At present there is a 47-mile stretch of the Northway where users can’t obtain cellphone reception because there are no telecommunications towers to carry signals.
A downstate man returning from a wedding in Montreal died from exposure in January 2007 after the car he and his wife were in went off the Northway in North Hudson. The wife was unable to contact police on a cellphone. The man and his wife, who survived the ordeal, were discovered by state police the next day.
The Adirondack Park Agency has approved a 94-foot tower to be located in the town of Schroon in the general area of Exit 27, O’Malley said.
The APA wants the tower to be disguised as a pine tree, meaning the tower will be green and brown with artificial branches sticking out of it. But this tower probably won’t be ready for the winter of 2008-09.

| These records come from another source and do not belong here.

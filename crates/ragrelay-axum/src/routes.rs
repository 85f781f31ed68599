//! Route definitions and router construction.

use std::sync::Arc;

use axum::Router;
use axum::routing::{get, post};
use tower_http::trace::TraceLayer;

use crate::handlers;
use crate::state::{InferenceContext, RagContext};

/// Router for the inference service.
pub fn create_inference_router(ctx: InferenceContext) -> Router {
    Router::new()
        .route("/healthz", get(handlers::health_check))
        .route("/generate", post(handlers::generate::generate))
        .layer(TraceLayer::new_for_http())
        .with_state(Arc::new(ctx))
}

/// Router for the RAG service.
pub fn create_rag_router(ctx: RagContext) -> Router {
    Router::new()
        .route("/healthz", get(handlers::health_check))
        .route("/chat", post(handlers::rag::chat))
        .route("/reason", post(handlers::rag::reason))
        .layer(TraceLayer::new_for_http())
        .with_state(Arc::new(ctx))
}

O’Malley said the three towers that will be built this year will be located in the towns of Warrensburg, North Hudson and Lewis. The APA approved these late last year.
State Sen. Betty Little, R-Queensbury, said she is pleased that the Verizon tower proposals are moving forward.
Little has advocated for years erecting cell towers along the Northway in the Adirondacks for motorists’ safety.
“Lewis and North Hudson are the big ones,” Little said.
North Hudson, near Exit 29, and Lewis, near Exit 32, are in the middle of the cellphone coverage dead zone.
Little said Friday another major concern is that Verizon allow other cellphone companies to locate on their towers once they are erected.
O’Malley said Verizon always allows “co-location” on its towers. However, he said the location of the Verizon towers may not be appropriate for other cell providers, especially those that require a “line of sight” for proper functioning.
Little’s office worked much of last fall with Independent Tower Company LLC of Albany on a proposal to locate portable cellphone towers at key points along the Northway in the Adirondacks.
Dan MacEntee, a Little spokesman, said despite a major effort by Independent Tower Co. the portable units were not erected. He said the money being allocated for the project was too slow in coming.
“We are really pleased to see that Verizon is moving forward with its towers,” MacEntee said on Friday.
O’Malley said Verizon wants to erect a total of 11 telecommunications towers along the Northway in the Adirondacks. He said company officials continue to make applications to the APA and provide all the background work involved in this.
“We are making pretty good progress,” O’Malley said. “We have four sites approved in the Adirondack Park.”
“We and the APA are all on the same page,” O’Malley said.
The Adirondack Council, an environmental watchdog organization, has said in recent months that it didn’t think it would have any major objections to the locations proposed for the 11 Verizon towers.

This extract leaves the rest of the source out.